**Try it:** Transcribe the data in full; each line must match exactly.

**Given data:**

● ● ●

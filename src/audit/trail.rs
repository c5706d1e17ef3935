//! Hash Chain Audit Trail
//!
//! Owns the chain state and the record pipeline: sanitize, assemble,
//! hash, chain, persist. Chain extension runs inside one critical
//! section so two requests finishing together can never fork the chain
//! by reading the same last hash.

use chrono::Utc;
use serde_json::{json, Value};
use std::fs::OpenOptions;
use std::io::Write;
use std::path::{Path, PathBuf};
use std::sync::Arc;
use tokio::sync::Mutex;
use tracing::{error, info, warn};
use uuid::Uuid;

use crate::audit::chain::{recover_chain_state, ChainState};
use crate::audit::entry::{Actor, AuditEntry, RequestSnapshot, ResponseSnapshot};
use crate::classify::{SecurityEventClassifier, Severity};
use crate::config::AuditConfig;
use crate::error::SecurityError;
use crate::sanitize::Sanitizer;

/// Append-only log sink. Rotation, compression, and retention are owned
/// by the logging infrastructure, not by this crate.
pub trait AuditSink: Send + Sync {
    fn write(&self, stream: &str, severity: Severity, line: &str) -> Result<(), SecurityError>;
}

/// File sink appending to one date-stamped segment per stream per day
/// (`<dir>/<stream>-YYYY-MM-DD.log`).
pub struct FileAuditSink {
    dir: PathBuf,
}

impl FileAuditSink {
    pub fn new(dir: impl AsRef<Path>) -> Result<Self, SecurityError> {
        let dir = dir.as_ref().to_path_buf();
        std::fs::create_dir_all(&dir)
            .map_err(|e| SecurityError::AuditPersistError(format!(
                "Failed to create log directory {:?}: {}",
                dir, e
            )))?;
        Ok(Self { dir })
    }

    fn segment_path(&self, stream: &str) -> PathBuf {
        let date = Utc::now().format("%Y-%m-%d");
        self.dir.join(format!("{}-{}.log", stream, date))
    }
}

impl AuditSink for FileAuditSink {
    fn write(&self, stream: &str, _severity: Severity, line: &str) -> Result<(), SecurityError> {
        let path = self.segment_path(stream);
        let mut file = OpenOptions::new()
            .create(true)
            .append(true)
            .open(&path)
            .map_err(|e| SecurityError::AuditPersistError(format!(
                "Failed to open segment {:?}: {}",
                path, e
            )))?;
        writeln!(file, "{}", line)?;
        file.flush()?;
        Ok(())
    }
}

pub struct HashChainAuditTrail {
    config: AuditConfig,
    chain: Mutex<ChainState>,
    sink: Arc<dyn AuditSink>,
    sanitizer: Sanitizer,
    classifier: SecurityEventClassifier,
}

impl HashChainAuditTrail {
    /// One-time startup recovery of the chain state from persisted
    /// segments. Recovery itself never fails; corrupt or missing segments
    /// fall back to GENESIS.
    pub fn initialize(config: AuditConfig, sink: Arc<dyn AuditSink>) -> Self {
        let state = recover_chain_state(Path::new(&config.log_dir), &config.stream);
        info!(
            source = %state.source,
            last_hash = %state.last_hash,
            "Audit chain initialized"
        );
        Self {
            config,
            chain: Mutex::new(state),
            sink,
            sanitizer: Sanitizer::new(),
            classifier: SecurityEventClassifier::new(),
        }
    }

    pub async fn last_hash(&self) -> String {
        self.chain.lock().await.last_hash.clone()
    }

    /// Classify the request and record it. This is the path the response
    /// hook uses.
    pub async fn record(
        &self,
        request: RequestSnapshot,
        response: ResponseSnapshot,
        actor: Option<Actor>,
    ) -> AuditEntry {
        let event_type = self
            .classifier
            .event_type(&request.method, &request.path)
            .to_string();
        self.record_event(&event_type, request, response, actor).await
    }

    /// Record with an explicit event type. Sanitizes strictly before
    /// hashing, extends the chain under the mutex, and persists. Sink
    /// failures are logged and swallowed; the caller always gets the
    /// entry back.
    pub async fn record_event(
        &self,
        event_type: &str,
        mut request: RequestSnapshot,
        response: ResponseSnapshot,
        actor: Option<Actor>,
    ) -> AuditEntry {
        request.body = self.sanitizer.redact_serializable(&request.body);
        request.query = self.sanitizer.redact_serializable(&request.query);

        let severity = self.classifier.severity(event_type, response.status_code);

        let mut entry = AuditEntry {
            correlation_id: Uuid::new_v4(),
            timestamp: Utc::now(),
            event_type: event_type.to_string(),
            user: actor,
            request,
            response,
            hash: String::new(),
            previous_hash: String::new(),
        };

        // Critical section: read last_hash, hash, advance, persist. The
        // sink write stays inside so segment order matches chain order.
        {
            let mut chain = self.chain.lock().await;
            entry.previous_hash = chain.last_hash.clone();
            match entry.compute_hash() {
                Ok(hash) => entry.hash = hash,
                Err(e) => {
                    // Unhashable entries must not fork the chain; keep
                    // last_hash untouched and record the failure only.
                    error!("Failed to hash audit entry: {}", e);
                    return entry;
                }
            }
            chain.last_hash = entry.hash.clone();

            match serde_json::to_string(&entry) {
                Ok(line) => {
                    if let Err(e) = self.sink.write(&self.config.stream, severity, &line) {
                        error!("Failed to persist audit entry: {}", e);
                    }
                }
                Err(e) => error!("Failed to serialize audit entry: {}", e),
            }
        }

        self.emit_log_event(&entry, severity);

        if self.classifier.is_high_value(&entry.event_type) {
            self.emit_security_event(&entry);
        }

        entry
    }

    fn emit_log_event(&self, entry: &AuditEntry, severity: Severity) {
        match severity {
            Severity::Error => error!(
                event_type = %entry.event_type,
                correlation_id = %entry.correlation_id,
                status = entry.response.status_code,
                "audit event"
            ),
            Severity::Warn => warn!(
                event_type = %entry.event_type,
                correlation_id = %entry.correlation_id,
                status = entry.response.status_code,
                "audit event"
            ),
            Severity::Info => info!(
                event_type = %entry.event_type,
                correlation_id = %entry.correlation_id,
                status = entry.response.status_code,
                "audit event"
            ),
        }
    }

    /// Parallel, non-chained record for the alerting pipeline. High-value
    /// events only.
    fn emit_security_event(&self, entry: &AuditEntry) {
        let record: Value = json!({
            "correlationId": entry.correlation_id,
            "timestamp": entry.timestamp,
            "eventType": entry.event_type,
            "user": entry.user,
            "ip": entry.request.ip,
            "path": entry.request.path,
            "statusCode": entry.response.status_code,
        });
        if let Err(e) = self
            .sink
            .write(&self.config.security_stream, Severity::Warn, &record.to_string())
        {
            error!("Failed to persist security event: {}", e);
        }
    }
}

● ● ●

**Task answer:**
filename src/audit/trail.rs
repository c5706d1e17ef3935
//! Hash Chain Audit Trail
//!
//! Owns the chain state and the record pipeline: sanitize, assemble,
//! hash, chain, persist. Chain extension runs inside one critical
//! section so two requests finishing together can never fork the chain
//! by reading the same last hash.

use chrono::Utc;
use serde_json::{json, Value};
use std::fs::OpenOptions;
use std::io::Write;
use std::path::{Path, PathBuf};
use std::sync::Arc;
use tokio::sync::Mutex;
use tracing::{error, info, warn};
use uuid::Uuid;

use crate::audit::chain::{recover_chain_state, ChainState};
use crate::audit::entry::{Actor, AuditEntry, RequestSnapshot, ResponseSnapshot};
use crate::classify::{SecurityEventClassifier, Severity};
use crate::config::AuditConfig;
use crate::error::SecurityError;
use crate::sanitize::Sanitizer;

/// Append-only log sink. Rotation, compression, and retention are owned
/// by the logging infrastructure, not by this crate.
pub trait AuditSink: Send + Sync {
    fn write(&self, stream: &str, severity: Severity, line: &str) -> Result<(), SecurityError>;
}

/// File sink appending to one date-stamped segment per stream per day
/// (`<dir>/<stream>-YYYY-MM-DD.log`).
pub struct FileAuditSink {
    dir: PathBuf,
}

impl FileAuditSink {
    pub fn new(dir: impl AsRef<Path>) -> Result<Self, SecurityError> {
        let dir = dir.as_ref().to_path_buf();
        std::fs::create_dir_all(&dir)
            .map_err(|e| SecurityError::AuditPersistError(format!(
                "Failed to create log directory {:?}: {}",
                dir, e
            )))?;
        Ok(Self { dir })
    }

    fn segment_path(&self, stream: &str) -> PathBuf {
        let date = Utc::now().format("%Y-%m-%d");
        self.dir.join(format!("{}-{}.log", stream, date))
    }
}

impl AuditSink for FileAuditSink {
    fn write(&self, stream: &str, _severity: Severity, line: &str) -> Result<(), SecurityError> {
        let path = self.segment_path(stream);
        let mut file = OpenOptions::new()
            .create(true)
            .append(true)
            .open(&path)
            .map_err(|e| SecurityError::AuditPersistError(format!(
                "Failed to open segment {:?}: {}",
                path, e
            )))?;
        writeln!(file, "{}", line)?;
        file.flush()?;
        Ok(())
    }
}

pub struct HashChainAuditTrail {
    config: AuditConfig,
    chain: Mutex<ChainState>,
    sink: Arc<dyn AuditSink>,
    sanitizer: Sanitizer,
    classifier: SecurityEventClassifier,
}

impl HashChainAuditTrail {
    /// One-time startup recovery of the chain state from persisted
    /// segments. Recovery itself never fails; corrupt or missing segments
    /// fall back to GENESIS.
    pub fn initialize(config: AuditConfig, sink: Arc<dyn AuditSink>) -> Self {
        let state = recover_chain_state(Path::new(&config.log_dir), &config.stream);
        info!(
            source = %state.source,
            last_hash = %state.last_hash,
            "Audit chain initialized"
        );
        Self {
            config,
            chain: Mutex::new(state),
            sink,
            sanitizer: Sanitizer::new(),
            classifier: SecurityEventClassifier::new(),
        }
    }

    pub async fn last_hash(&self) -> String {
        self.chain.lock().await.last_hash.clone()
    }

    /// Classify the request and record it. This is the path the response
    /// hook uses.
    pub async fn record(
        &self,
        request: RequestSnapshot,
        response: ResponseSnapshot,
        actor: Option<Actor>,
    ) -> AuditEntry {
        let event_type = self
            .classifier
            .event_type(&request.method, &request.path)
            .to_string();
        self.record_event(&event_type, request, response, actor).await
    }

    /// Record with an explicit event type. Sanitizes strictly before
    /// hashing, extends the chain under the mutex, and persists. Sink
    /// failures are logged and swallowed; the caller always gets the
    /// entry back.
    pub async fn record_event(
        &self,
        event_type: &str,
        mut request: RequestSnapshot,
        response: ResponseSnapshot,
        actor: Option<Actor>,
    ) -> AuditEntry {
        request.body = self.sanitizer.redact_serializable(&request.body);
        request.query = self.sanitizer.redact_serializable(&request.query);

        let severity = self.classifier.severity(event_type, response.status_code);

        let mut entry = AuditEntry {
            correlation_id: Uuid::new_v4(),
            timestamp: Utc::now(),
            event_type: event_type.to_string(),
            user: actor,
            request,
            response,
            hash: String::new(),
            previous_hash: String::new(),
        };

        // Critical section: read last_hash, hash, advance, persist. The
        // sink write stays inside so segment order matches chain order.
        {
            let mut chain = self.chain.lock().await;
            entry.previous_hash = chain.last_hash.clone();
            match entry.compute_hash() {
                Ok(hash) => entry.hash = hash,
                Err(e) => {
                    // Unhashable entries must not fork the chain; keep
                    // last_hash untouched and record the failure only.
                    error!("Failed to hash audit entry: {}", e);
                    return entry;
                }
            }
            chain.last_hash = entry.hash.clone();

            match serde_json::to_string(&entry) {
                Ok(line) => {
                    if let Err(e) = self.sink.write(&self.config.stream, severity, &line) {
                        error!("Failed to persist audit entry: {}", e);
                    }
                }
                Err(e) => error!("Failed to serialize audit entry: {}", e),
            }
        }

        self.emit_log_event(&entry, severity);

        if self.classifier.is_high_value(&entry.event_type) {
            self.emit_security_event(&entry);
        }

        entry
    }

    fn emit_log_event(&self, entry: &AuditEntry, severity: Severity) {
        match severity {
            Severity::Error => error!(
                event_type = %entry.event_type,
                correlation_id = %entry.correlation_id,
                status = entry.response.status_code,
                "audit event"
            ),
            Severity::Warn => warn!(
                event_type = %entry.event_type,
                correlation_id = %entry.correlation_id,
                status = entry.response.status_code,
                "audit event"
            ),
            Severity::Info => info!(
                event_type = %entry.event_type,
                correlation_id = %entry.correlation_id,
                status = entry.response.status_code,
                "audit event"
            ),
        }
    }

    /// Parallel, non-chained record for the alerting pipeline. High-value
    /// events only.
    fn emit_security_event(&self, entry: &AuditEntry) {
        let record: Value = json!({
            "correlationId": entry.correlation_id,
            "timestamp": entry.timestamp,
            "eventType": entry.event_type,
            "user": entry.user,
            "ip": entry.request.ip,
            "path": entry.request.path,
            "statusCode": entry.response.status_code,
        });
        if let Err(e) = self
            .sink
            .write(&self.config.security_stream, Severity::Warn, &record.to_string())
        {
            error!("Failed to persist security event: {}", e);
        }
    }
}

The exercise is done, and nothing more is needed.